Representatives from the skate park design firm Grindline Skateparks Inc. of Seattle will be at the 7 p.m. meeting in Dormont Public Library.
Former Dormont resident Mary Pitcher of Scott has spearheaded the effort to build a skate park in Dormont to honor her sons, Vincent, 21, and Stephen, 19, who drowned in 2008 while on a camping trip in the Allegheny National Forest.
The creation of the 15,000-square-foot skate park at Banksville Road and Dormont Avenue has been a divisive issue among Dormont residents, with some opposing it, in part, because they fear it will be unsightly and will lower property values.
Council narrowly approved the project in April 2010. It allocated the land where the Banksville Road tennis courts are located for the park, with the stipulation that the tennis courts be relocated to Memorial Drive and that the project be completed within five years of April 5, 2010.
Mrs. Pitcher said she expects at least 100 people to attend the design kickoff meeting next Thursday. She noted that the purpose of the meeting is to "bring like-minded, positive people who are in favor of skate parks, to listen, ask questions and provide input on the skate park."
Last year, Grindline representatives flew to Pittsburgh to provide a general presentation of their design capabilities to the organization creating the park.

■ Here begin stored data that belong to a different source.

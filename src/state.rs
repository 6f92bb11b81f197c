use std::sync::Arc;

use anyhow::Context;

use crate::config::{AppConfig, Backend, Environment};
use crate::content::{EditorContext, ImageFieldUploader, SchemaRegistry};
use crate::database::{
    ApplicationStore, ContentStore, DatabaseManager, HealthCheck, MemoryBackend, PgBackend,
    PostStore, ProfileStore,
};
use crate::mail::{LogMailer, Mailer, SmtpMailer};
use crate::storage::{MemoryObjectStore, ObjectStore, S3ObjectStore};

/// Everything a handler can reach. Cheap to clone.
#[derive(Clone)]
pub struct AppState {
    pub config: Arc<AppConfig>,
    pub registry: Arc<SchemaRegistry>,
    pub content: Arc<dyn ContentStore>,
    pub profiles: Arc<dyn ProfileStore>,
    pub posts: Arc<dyn PostStore>,
    pub applications: Arc<dyn ApplicationStore>,
    pub health: Arc<dyn HealthCheck>,
    pub uploader: Arc<ImageFieldUploader>,
    pub mailer: Arc<dyn Mailer>,
    /// Set when uploads are kept in process; `app` then serves them itself.
    pub local_objects: Option<Arc<MemoryObjectStore>>,
}

impl AppState {
    /// Wire every store to one backend that implements them all.
    pub fn with_backend<B>(
        config: Arc<AppConfig>,
        registry: Arc<SchemaRegistry>,
        backend: Arc<B>,
        objects: Arc<dyn ObjectStore>,
        mailer: Arc<dyn Mailer>,
    ) -> Self
    where
        B: ContentStore + ProfileStore + PostStore + ApplicationStore + HealthCheck + 'static,
    {
        let uploader = Arc::new(ImageFieldUploader::new(
            objects,
            config.storage.bucket.clone(),
            config.storage.fallback_extension.clone(),
        ));

        Self {
            config,
            registry,
            content: backend.clone(),
            profiles: backend.clone(),
            posts: backend.clone(),
            applications: backend.clone(),
            health: backend,
            uploader,
            mailer,
            local_objects: None,
        }
    }

    /// Serve uploads from `objects`, which must be the store the uploader writes to.
    pub fn with_local_objects(mut self, objects: Arc<MemoryObjectStore>) -> Self {
        self.local_objects = Some(objects);
        self
    }

    /// Build collaborators from configuration.
    pub async fn from_config(config: Arc<AppConfig>) -> anyhow::Result<Self> {
        let registry = Arc::new(load_registry(&config)?);

        let mailer: Arc<dyn Mailer> = match SmtpMailer::from_config(&config.mail)
            .context("invalid mail configuration")?
        {
            Some(smtp) => Arc::new(smtp),
            None => {
                tracing::warn!("SMTP_HOST not set, contact notifications will only be logged");
                Arc::new(LogMailer)
            }
        };

        let (objects, local_objects) = object_stores(&config).await?;

        let state = match config.backend {
            Backend::Postgres => {
                let pool = DatabaseManager::connect(&config.database).await?;
                let backend = Arc::new(PgBackend::new(pool));
                Self::with_backend(config, registry, backend, objects, mailer)
            }
            Backend::Memory => {
                tracing::warn!("Using the in-memory backend, data is lost on restart");
                let backend = Arc::new(MemoryBackend::new());
                Self::with_backend(config, registry, backend, objects, mailer)
            }
        };

        Ok(match local_objects {
            Some(local) => state.with_local_objects(local),
            None => state,
        })
    }

    pub fn editor_context(&self) -> EditorContext {
        EditorContext {
            registry: self.registry.clone(),
            store: self.content.clone(),
            uploader: self.uploader.clone(),
        }
    }
}

/// The S3 client when an endpoint is configured. Without one, development
/// keeps uploads in process and every other environment refuses to start.
async fn object_stores(
    config: &AppConfig,
) -> anyhow::Result<(Arc<dyn ObjectStore>, Option<Arc<MemoryObjectStore>>)> {
    if config.storage.endpoint.is_some() {
        let s3 = S3ObjectStore::from_config(&config.storage)
            .await
            .context("invalid storage configuration")?;
        let s3: Arc<dyn ObjectStore> = Arc::new(s3);
        return Ok((s3, None));
    }

    if !matches!(config.environment, Environment::Development) {
        anyhow::bail!(
            "STORAGE_ENDPOINT is required in {:?}; in-process image storage is for development only",
            config.environment
        );
    }

    tracing::warn!("STORAGE_ENDPOINT not set, uploaded images are kept in memory");
    let base = crate::storage::s3::parse_public_base(&config.storage)
        .context("STORAGE_PUBLIC_BASE_URL is required")?;
    let memory = Arc::new(MemoryObjectStore::new(base));
    let objects: Arc<dyn ObjectStore> = memory.clone();
    Ok((objects, Some(memory)))
}

/// Built-in schemas unless a YAML file is configured
pub fn load_registry(config: &AppConfig) -> anyhow::Result<SchemaRegistry> {
    match &config.content.schemas_path {
        Some(path) => {
            let registry = SchemaRegistry::from_yaml_file(path)
                .with_context(|| format!("loading content schemas from {}", path.display()))?;
            tracing::info!(path = %path.display(), schemas = registry.len(), "Loaded content schemas");
            Ok(registry)
        }
        None => Ok(SchemaRegistry::builtin()),
    }
}
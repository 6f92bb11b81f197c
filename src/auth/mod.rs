use chrono::{Duration, Utc};
use jsonwebtoken::{decode, encode, DecodingKey, EncodingKey, Header, Validation};
use serde::{Deserialize, Serialize};
use uuid::Uuid;

/// Claims issued by the identity provider. Only `sub`, `email` and `exp` are relied on.
#[derive(Debug, Clone, Serialize, Deserialize)]
pub struct Claims {
    pub sub: Uuid,
    #[serde(default, skip_serializing_if = "Option::is_none")]
    pub email: Option<String>,
    pub exp: i64,
    #[serde(default)]
    pub iat: i64,
}

impl Claims {
    pub fn new(user_id: Uuid, email: Option<String>, expiry_hours: u64) -> Self {
        let now = Utc::now();
        let exp = (now + Duration::hours(expiry_hours as i64)).timestamp();

        Self {
            sub: user_id,
            email,
            exp,
            iat: now.timestamp(),
        }
    }
}

#[derive(Debug)]
pub enum JwtError {
    TokenGeneration(String),
    InvalidToken(String),
    InvalidSecret,
}

impl std::fmt::Display for JwtError {
    fn fmt(&self, f: &mut std::fmt::Formatter<'_>) -> std::fmt::Result {
        match self {
            JwtError::TokenGeneration(msg) => write!(f, "JWT generation error: {}", msg),
            JwtError::InvalidToken(msg) => write!(f, "Invalid JWT token: {}", msg),
            JwtError::InvalidSecret => write!(f, "JWT secret not configured"),
        }
    }
}

impl std::error::Error for JwtError {}

pub fn generate_jwt(claims: &Claims, secret: &str) -> Result<String, JwtError> {
    if secret.is_empty() {
        return Err(JwtError::InvalidSecret);
    }

    let encoding_key = EncodingKey::from_secret(secret.as_bytes());
    let header = Header::default();

    encode(&header, claims, &encoding_key).map_err(|e| JwtError::TokenGeneration(e.to_string()))
}

/// Verify an HS256 token and return its claims
pub fn verify_jwt(token: &str, secret: &str) -> Result<Claims, JwtError> {
    if secret.is_empty() {
        return Err(JwtError::InvalidSecret);
    }

    let decoding_key = DecodingKey::from_secret(secret.as_bytes());
    let mut validation = Validation::default();
    // Provider tokens carry an `aud` we do not pin.
    validation.validate_aud = false;

    decode::<Claims>(token, &decoding_key, &validation)
        .map(|data| data.claims)
        .map_err(|e| JwtError::InvalidToken(e.to_string()))
}
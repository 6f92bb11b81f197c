// Admin handlers: every route here sits behind `require_admin`.
pub mod content;
pub mod posts;
pub mod uploads;
pub mod users;

pub use content::{
    content_form, content_get, content_image_post, content_list, content_put, content_raw_put,
};
pub use posts::{post_create, post_delete, post_get, post_list, post_publish, post_update};
pub use uploads::upload_post;
pub use users::user_list;

use axum::extract::multipart::{Multipart, MultipartRejection};

use crate::content::LocalFile;
use crate::error::ApiError;

/// Pull the `file` part out of a multipart body.
///
/// An absent part or an empty unnamed part means nothing was picked.
pub(crate) async fn read_file_part(
    multipart: Result<Multipart, MultipartRejection>,
) -> Result<Option<LocalFile>, ApiError> {
    let mut multipart = multipart.map_err(|e| ApiError::bad_request(e.body_text()))?;

    while let Some(field) = multipart.next_field().await? {
        if field.name() != Some("file") {
            continue;
        }

        let file_name = field.file_name().unwrap_or_default().to_string();
        let content_type = field.content_type().map(str::to_string);
        let bytes = field.bytes().await?;

        if file_name.is_empty() && bytes.is_empty() {
            return Ok(None);
        }

        return Ok(Some(LocalFile {
            file_name,
            content_type,
            bytes: bytes.to_vec(),
        }));
    }

    Ok(None)
}
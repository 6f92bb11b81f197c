use std::sync::Arc;

use crate::config::AppConfig;
use crate::state::AppState;

pub async fn handle(config: Arc<AppConfig>) -> anyhow::Result<()> {
    tracing::info!("Starting SKYRIDERS site API in {:?} mode", config.environment);
    let state = AppState::from_config(config).await?;
    crate::app::serve(state).await
}
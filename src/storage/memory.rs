use std::collections::HashMap;
use std::sync::RwLock;

use async_trait::async_trait;

use super::{join_public_url, ObjectStore, StorageError};

#[derive(Debug, Clone, PartialEq, Eq)]
pub struct StoredObject {
    pub body: Vec<u8>,
    pub content_type: Option<String>,
}

/// Keeps uploaded objects in a map keyed by `(bucket, path)`
pub struct MemoryObjectStore {
    objects: RwLock<HashMap<(String, String), StoredObject>>,
    public_base: url::Url,
}

impl MemoryObjectStore {
    pub fn new(public_base: url::Url) -> Self {
        Self {
            objects: RwLock::new(HashMap::new()),
            public_base,
        }
    }

    /// Base every public URL from this store starts with
    pub fn public_base(&self) -> &url::Url {
        &self.public_base
    }

    pub fn get(&self, bucket: &str, path: &str) -> Option<StoredObject> {
        self.objects
            .read()
            .ok()?
            .get(&(bucket.to_string(), path.to_string()))
            .cloned()
    }

    pub fn paths(&self, bucket: &str) -> Vec<String> {
        let mut paths: Vec<String> = self
            .objects
            .read()
            .map(|objects| {
                objects
                    .keys()
                    .filter(|(b, _)| b == bucket)
                    .map(|(_, p)| p.clone())
                    .collect()
            })
            .unwrap_or_default();
        paths.sort();
        paths
    }
}

#[async_trait]
impl ObjectStore for MemoryObjectStore {
    async fn put_object(
        &self,
        bucket: &str,
        path: &str,
        body: Vec<u8>,
        content_type: Option<&str>,
    ) -> Result<(), StorageError> {
        let mut objects = self
            .objects
            .write()
            .map_err(|_| StorageError::Put("object map poisoned".to_string()))?;
        objects.insert(
            (bucket.to_string(), path.to_string()),
            StoredObject {
                body,
                content_type: content_type.map(str::to_string),
            },
        );
        Ok(())
    }

    fn public_url(&self, bucket: &str, path: &str) -> Result<String, StorageError> {
        join_public_url(&self.public_base, bucket, path)
    }
}
use clap::Parser;
use skyriders_site::cli::Cli;
use tracing_subscriber::EnvFilter;

#[tokio::main]
async fn main() -> anyhow::Result<()> {
    // Load .env if present so local runs pick up DATABASE_URL, JWT_SECRET, etc.
    let _ = dotenvy::dotenv();

    tracing_subscriber::fmt()
        .with_env_filter(EnvFilter::try_from_default_env().unwrap_or_else(|_| EnvFilter::new("info")))
        .init();

    let cli = Cli::parse();

    if let Err(e) = skyriders_site::cli::run(cli).await {
        match std::env::var("CLI_VERBOSE").as_deref() {
            Ok("true") | Ok("1") => eprintln!("Error: {e:?}"),
            _ => eprintln!("Error: {e}"),
        }
        std::process::exit(1);
    }

    Ok(())
}
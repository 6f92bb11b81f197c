use axum::{
    extract::{Request, State},
    middleware::Next,
    response::Response,
};
use uuid::Uuid;

use super::auth::AuthUser;
use crate::database::models::Role;
use crate::error::ApiError;
use crate::state::AppState;

/// Caller that passed the admin check
#[derive(Clone, Debug)]
pub struct AdminUser {
    pub user_id: Uuid,
    pub email: Option<String>,
}

impl AdminUser {
    /// Key for per-admin state such as in-flight uploads
    pub fn owner_key(&self) -> String {
        self.user_id.to_string()
    }
}

/// Middleware that lets a request through only when the caller's profile role is `admin`.
///
/// Must run after `jwt_auth_middleware`. A missing profile row counts as a plain user.
pub async fn require_admin(
    State(state): State<AppState>,
    mut request: Request,
    next: Next,
) -> Result<Response, ApiError> {
    let auth_user = request
        .extensions()
        .get::<AuthUser>()
        .cloned()
        .ok_or_else(|| ApiError::unauthorized("JWT authentication required before admin check"))?;

    let role = state
        .profiles
        .find_role(auth_user.user_id)
        .await
        .map_err(|e| {
            tracing::error!("Role lookup failed for {}: {}", auth_user.user_id, e);
            ApiError::internal_server_error("Failed to verify user role")
        })?;

    if !Role::from_db(role.as_deref()).is_admin() {
        tracing::warn!("Admin check failed for user {}", auth_user.user_id);
        return Err(ApiError::forbidden("Admin access required"));
    }

    tracing::debug!("Admin check passed for user {}", auth_user.user_id);
    request.extensions_mut().insert(AdminUser {
        user_id: auth_user.user_id,
        email: auth_user.email,
    });

    Ok(next.run(request).await)
}
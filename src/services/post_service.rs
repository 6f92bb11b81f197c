use std::collections::HashMap;

use serde::Deserialize;

use crate::database::models::{Post, PostInput};
use crate::database::{DatabaseError, PostStore};

/// Create/update body. Missing `is_published` means published on create and unchanged on update.
#[derive(Debug, Clone, Default, Deserialize)]
pub struct PostPayload {
    #[serde(default)]
    pub title: Option<String>,
    #[serde(default)]
    pub content: Option<String>,
    #[serde(default)]
    pub is_published: Option<bool>,
}

#[derive(Debug, thiserror::Error)]
pub enum PostError {
    #[error("Invalid post")]
    Invalid(HashMap<String, String>),

    #[error("Invalid post id: {0}")]
    InvalidId(String),

    #[error("Post {0} not found")]
    NotFound(i64),

    #[error(transparent)]
    Database(#[from] DatabaseError),
}

/// Ids are positive integers
pub fn parse_id(raw: &str) -> Result<i64, PostError> {
    match raw.trim().parse::<i64>() {
        Ok(id) if id > 0 => Ok(id),
        _ => Err(PostError::InvalidId(raw.to_string())),
    }
}

impl PostPayload {
    fn validate(&self, default_published: bool) -> Result<PostInput, PostError> {
        let mut errors = HashMap::new();
        let title = self.title.as_deref().map(str::trim).unwrap_or("");
        let content = self.content.as_deref().map(str::trim).unwrap_or("");

        if title.is_empty() {
            errors.insert("title".to_string(), "Title is required".to_string());
        }
        if content.is_empty() {
            errors.insert("content".to_string(), "Content is required".to_string());
        }
        if !errors.is_empty() {
            return Err(PostError::Invalid(errors));
        }

        Ok(PostInput {
            title: title.to_string(),
            content: content.to_string(),
            is_published: self.is_published.unwrap_or(default_published),
        })
    }
}

pub async fn find(store: &dyn PostStore, id: i64) -> Result<Post, PostError> {
    store.find(id).await?.ok_or(PostError::NotFound(id))
}

/// Published post for the public site; drafts look missing
pub async fn find_published(store: &dyn PostStore, id: i64) -> Result<Post, PostError> {
    match store.find(id).await? {
        Some(post) if post.is_published => Ok(post),
        _ => Err(PostError::NotFound(id)),
    }
}

pub async fn create(store: &dyn PostStore, payload: &PostPayload) -> Result<Post, PostError> {
    let input = payload.validate(true)?;
    let post = store.create(&input).await?;
    tracing::info!(id = post.id, published = post.is_published, "Post created");
    Ok(post)
}

pub async fn update(store: &dyn PostStore, id: i64, payload: &PostPayload) -> Result<Post, PostError> {
    let current = find(store, id).await?;
    let input = payload.validate(current.is_published)?;
    let post = store.update(id, &input).await?.ok_or(PostError::NotFound(id))?;
    tracing::info!(id, "Post updated");
    Ok(post)
}

pub async fn set_published(store: &dyn PostStore, id: i64, published: bool) -> Result<Post, PostError> {
    let post = store
        .set_published(id, published)
        .await?
        .ok_or(PostError::NotFound(id))?;
    tracing::info!(id, published, "Post publish state changed");
    Ok(post)
}

pub async fn delete(store: &dyn PostStore, id: i64) -> Result<(), PostError> {
    if !store.delete(id).await? {
        return Err(PostError::NotFound(id));
    }
    tracing::info!(id, "Post deleted");
    Ok(())
}
use axum::extract::State;

use crate::database::models::Profile;
use crate::middleware::{ApiResponse, ApiResult};
use crate::state::AppState;

/// GET /api/admin/users - registered profiles, newest first
pub async fn user_list(State(state): State<AppState>) -> ApiResult<Vec<Profile>> {
    Ok(ApiResponse::success(state.profiles.list().await?))
}
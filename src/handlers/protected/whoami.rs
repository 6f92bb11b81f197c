use axum::extract::{Extension, State};
use serde::Serialize;
use uuid::Uuid;

use crate::database::models::Role;
use crate::middleware::{ApiResponse, ApiResult, AuthUser};
use crate::state::AppState;

#[derive(Debug, Serialize)]
pub struct Whoami {
    pub id: Uuid,
    pub email: Option<String>,
    pub role: Role,
}

/// GET /api/auth/whoami - caller identity and resolved role
pub async fn whoami_get(
    State(state): State<AppState>,
    Extension(user): Extension<AuthUser>,
) -> ApiResult<Whoami> {
    let role = state.profiles.find_role(user.user_id).await?;
    Ok(ApiResponse::success(Whoami {
        id: user.user_id,
        email: user.email,
        role: Role::from_db(role.as_deref()),
    }))
}
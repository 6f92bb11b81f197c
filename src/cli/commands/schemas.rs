use std::sync::Arc;

use serde_json::json;

use crate::cli::{utils::output_success, OutputFormat};
use crate::config::AppConfig;
use crate::state::load_registry;

pub fn handle(config: Arc<AppConfig>, output_format: OutputFormat) -> anyhow::Result<()> {
    let registry = load_registry(&config)?;

    match output_format {
        OutputFormat::Json => {
            let schemas: Vec<_> = registry.iter().map(|s| s.as_ref()).collect();
            output_success(
                &output_format,
                &format!("{} content schemas", registry.len()),
                Some(json!(schemas)),
            )
        }
        OutputFormat::Text => {
            for schema in registry.iter() {
                println!("{} ({})", schema.content_key, schema.title);
                for field in &schema.fields {
                    match &field.placeholder {
                        Some(p) => println!("  {:<16} {:<9} {} [{}]", field.key, field.kind.as_str(), field.label, p),
                        None => println!("  {:<16} {:<9} {}", field.key, field.kind.as_str(), field.label),
                    }
                }
            }
            Ok(())
        }
    }
}
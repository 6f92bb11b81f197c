use serde_json::{json, Value};

use crate::cli::OutputFormat;

/// Output a success message in the appropriate format
pub fn output_success(
    output_format: &OutputFormat,
    message: &str,
    data: Option<Value>,
) -> anyhow::Result<()> {
    match output_format {
        OutputFormat::Json => {
            let mut response = json!({
                "success": true,
                "message": message
            });

            if let Some(data_value) = data {
                response["data"] = data_value;
            }

            println!("{}", serde_json::to_string_pretty(&response)?);
        }
        OutputFormat::Text => {
            println!("✓ {}", message);
        }
    }
    Ok(())
}
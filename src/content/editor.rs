//! Editor session: binds one schema to one stored document.
//!
//! A session moves `Loading -> Ready -> (Saving -> Ready)*`. The error
//! indicator is independent of the state: a failed load still lands in
//! `Ready` with an empty draft, and a failed save returns to `Ready` with the
//! draft intact. Methods take `&mut self`, so load, save and upload never
//! overlap within one session.

use std::fmt;
use std::sync::Arc;

use serde::Serialize;
use serde_json::{Map, Value};

use super::document::ContentDocument;
use super::schema::{ContentSchema, FieldKind, SchemaRegistry};
use super::store::{self, SaveFailure};
use super::upload::{FieldSlot, ImageFieldUploader, LocalFile, UploadError};
use crate::database::ContentStore;

#[derive(Debug, Clone, Copy, PartialEq, Eq, Serialize)]
#[serde(rename_all = "lowercase")]
pub enum EditorState {
    Loading,
    Ready,
    Saving,
}

impl fmt::Display for EditorState {
    fn fmt(&self, f: &mut fmt::Formatter<'_>) -> fmt::Result {
        let s = match self {
            EditorState::Loading => "loading",
            EditorState::Ready => "ready",
            EditorState::Saving => "saving",
        };
        f.write_str(s)
    }
}

#[derive(Debug, thiserror::Error)]
pub enum EditorError {
    #[error("Unknown key: {0}")]
    UnknownSchema(String),

    #[error("Field '{field}' is not declared for '{content_key}'")]
    UnknownField { content_key: String, field: String },

    #[error("Editor is {0}, not ready")]
    NotReady(EditorState),

    #[error("Field '{0}' is not an image field")]
    NotAnImageField(String),

    #[error("Field '{field}' must be empty or an absolute URL")]
    InvalidImageUrl { field: String, value: String },

    #[error(transparent)]
    Upload(#[from] UploadError),

    #[error(transparent)]
    Save(#[from] SaveFailure),
}

/// Shared collaborators every session needs
#[derive(Clone)]
pub struct EditorContext {
    pub registry: Arc<SchemaRegistry>,
    pub store: Arc<dyn ContentStore>,
    pub uploader: Arc<ImageFieldUploader>,
}

pub struct EditorSession {
    ctx: EditorContext,
    owner: String,
    schema: Arc<ContentSchema>,
    state: EditorState,
    draft: ContentDocument,
    status: Option<String>,
    error: Option<String>,
}

impl EditorSession {
    /// Start a session for `content_key` on behalf of `owner`. Nothing is read yet.
    pub fn open(
        ctx: EditorContext,
        owner: impl Into<String>,
        content_key: &str,
    ) -> Result<Self, EditorError> {
        let schema = ctx
            .registry
            .get_schema(content_key)
            .map_err(|_| EditorError::UnknownSchema(content_key.to_string()))?;

        Ok(Self {
            ctx,
            owner: owner.into(),
            schema,
            state: EditorState::Loading,
            draft: ContentDocument::empty(),
            status: None,
            error: None,
        })
    }

    /// `open` followed by `load`
    pub async fn open_loaded(
        ctx: EditorContext,
        owner: impl Into<String>,
        content_key: &str,
    ) -> Result<Self, EditorError> {
        let mut session = Self::open(ctx, owner, content_key)?;
        session.load().await;
        Ok(session)
    }

    pub async fn load(&mut self) {
        self.state = EditorState::Loading;
        let loaded = store::load(self.ctx.store.as_ref(), &self.schema).await;
        self.draft = loaded.document;
        self.error = loaded.error;
        self.status = None;
        self.state = EditorState::Ready;
    }

    pub fn state(&self) -> EditorState {
        self.state
    }

    pub fn content_key(&self) -> &str {
        &self.schema.content_key
    }

    pub fn schema(&self) -> &ContentSchema {
        &self.schema
    }

    pub fn draft(&self) -> &ContentDocument {
        &self.draft
    }

    pub fn status(&self) -> Option<&str> {
        self.status.as_deref()
    }

    pub fn error(&self) -> Option<&str> {
        self.error.as_deref()
    }

    /// Replace one declared field in the draft. Other keys are untouched.
    pub fn set_field(&mut self, key: &str, value: impl Into<String>) -> Result<(), EditorError> {
        self.ensure_ready()?;

        let field = self.schema.field(key).ok_or_else(|| EditorError::UnknownField {
            content_key: self.schema.content_key.clone(),
            field: key.to_string(),
        })?;

        let value = value.into();
        if field.kind == FieldKind::ImageReference && !is_image_reference(&value) {
            return Err(EditorError::InvalidImageUrl {
                field: key.to_string(),
                value,
            });
        }

        self.draft.set(key, value);
        Ok(())
    }

    /// Swap the whole draft for an arbitrary JSON object.
    ///
    /// Declared string fields land in the draft, everything else in the extra bag,
    /// so the next save writes the object back exactly.
    pub fn replace_document(&mut self, value: Map<String, Value>) -> Result<(), EditorError> {
        self.ensure_ready()?;
        self.draft = ContentDocument::from_stored(value, &self.schema);
        Ok(())
    }

    /// Write the whole draft. The session is back in `Ready` whatever happens.
    pub async fn save(&mut self) -> Result<(), EditorError> {
        self.ensure_ready()?;

        self.state = EditorState::Saving;
        let result = store::save(self.ctx.store.as_ref(), &self.schema.content_key, &self.draft).await;
        self.state = EditorState::Ready;

        match result {
            Ok(()) => {
                self.status = Some(format!("Saved '{}'", self.schema.content_key));
                self.error = None;
                Ok(())
            }
            Err(failure) => {
                self.status = None;
                self.error = Some(failure.to_string());
                Err(failure.into())
            }
        }
    }

    /// Move to another page. Unsaved edits are dropped.
    ///
    /// An unknown key leaves the current session as it was.
    pub async fn switch_to(&mut self, content_key: &str) -> Result<(), EditorError> {
        let schema = self
            .ctx
            .registry
            .get_schema(content_key)
            .map_err(|_| EditorError::UnknownSchema(content_key.to_string()))?;

        tracing::debug!(
            from = %self.schema.content_key,
            to = content_key,
            "Switching editor, discarding draft"
        );

        self.schema = schema;
        self.draft = ContentDocument::empty();
        self.load().await;
        Ok(())
    }

    /// Upload a picked file for an image field and put its URL in the draft.
    ///
    /// The draft is not saved. On failure the field keeps its old value and the
    /// message is surfaced through `error()`.
    pub async fn upload_image(
        &mut self,
        field: &str,
        file: Option<LocalFile>,
    ) -> Result<Option<String>, EditorError> {
        self.ensure_ready()?;
        self.image_field(field)?;

        let slot = self.slot(field);
        let folder = self.schema.content_key.clone();

        match self.ctx.uploader.upload(&slot, &folder, file).await {
            Ok(Some(url)) => {
                self.draft.set(field, url.clone());
                self.error = None;
                Ok(Some(url))
            }
            Ok(None) => Ok(None),
            Err(e) => {
                self.error = Some(e.to_string());
                Err(e.into())
            }
        }
    }

    pub fn is_uploading(&self, field: &str) -> bool {
        self.ctx.uploader.is_uploading(&self.slot(field))
    }

    /// One control per declared field, in schema order
    pub fn controls(&self) -> Vec<FieldControl> {
        self.schema
            .fields
            .iter()
            .map(|field| FieldControl {
                key: field.key.clone(),
                label: field.label.clone(),
                kind: field.kind,
                placeholder: field.placeholder.clone(),
                value: self.draft.get(&field.key).to_string(),
                uploading: field.kind == FieldKind::ImageReference && self.is_uploading(&field.key),
            })
            .collect()
    }

    pub fn view(&self) -> EditorView {
        EditorView {
            content_key: self.schema.content_key.clone(),
            title: self.schema.title.clone(),
            state: self.state,
            controls: self.controls(),
            document: self.draft.to_value(),
            status: self.status.clone(),
            error: self.error.clone(),
            can_save: self.state == EditorState::Ready,
        }
    }

    fn ensure_ready(&self) -> Result<(), EditorError> {
        if self.state != EditorState::Ready {
            return Err(EditorError::NotReady(self.state));
        }
        Ok(())
    }

    fn image_field(&self, key: &str) -> Result<(), EditorError> {
        match self.schema.field(key) {
            Some(field) if field.kind == FieldKind::ImageReference => Ok(()),
            Some(_) => Err(EditorError::NotAnImageField(key.to_string())),
            None => Err(EditorError::UnknownField {
                content_key: self.schema.content_key.clone(),
                field: key.to_string(),
            }),
        }
    }

    fn slot(&self, field: &str) -> FieldSlot {
        FieldSlot::new(self.owner.clone(), self.schema.content_key.clone(), field)
    }
}

/// Renderable control for one field
#[derive(Debug, Clone, PartialEq, Serialize)]
pub struct FieldControl {
    pub key: String,
    pub label: String,
    pub kind: FieldKind,
    #[serde(skip_serializing_if = "Option::is_none")]
    pub placeholder: Option<String>,
    pub value: String,
    pub uploading: bool,
}

#[derive(Debug, Clone, Serialize)]
pub struct EditorView {
    pub content_key: String,
    pub title: String,
    pub state: EditorState,
    pub controls: Vec<FieldControl>,
    pub document: Value,
    pub status: Option<String>,
    pub error: Option<String>,
    pub can_save: bool,
}

/// Empty, or an absolute URL with a host
pub fn is_image_reference(value: &str) -> bool {
    if value.is_empty() {
        return true;
    }
    match url::Url::parse(value) {
        Ok(url) => url.has_host(),
        Err(_) => false,
    }
}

"It was really cool," Mrs. Pitcher said. "The stuff that they can do -- really, your imagination is the limit. Whatever you can imagine, they can do."
She noted, however, that her primary focus is to get the basic park built.
"If we can do it without a lot of extras for now, then maybe we can add extras down the road with continuing fundraisers," she said.
Next Thursday's meeting will be the first of several to be held with Grindline.
Ken Schultz, a Bridgeville native now living in Arizona, donated $40,000 to cover the cost of Grindline's final design and construction drawings. Mr. Schultz could not be reached for comment, but Mrs. Pitcher said he learned of the project from professional skateboarder Mike Valley at a Tony Hawk Foundation function and felt compelled to contribute.
The Tony Hawk Foundation previously provided $10,000 in grant funding for the project, which Mrs. Pitcher said is expected to cost $400,000 to $450,000.
In addition to the Tony Hawk and Ken & Carol Schultz Foundation grants, support for the park will come from fundraisers, in-kind donations and corporate sponsorships, Mrs. Pitcher said.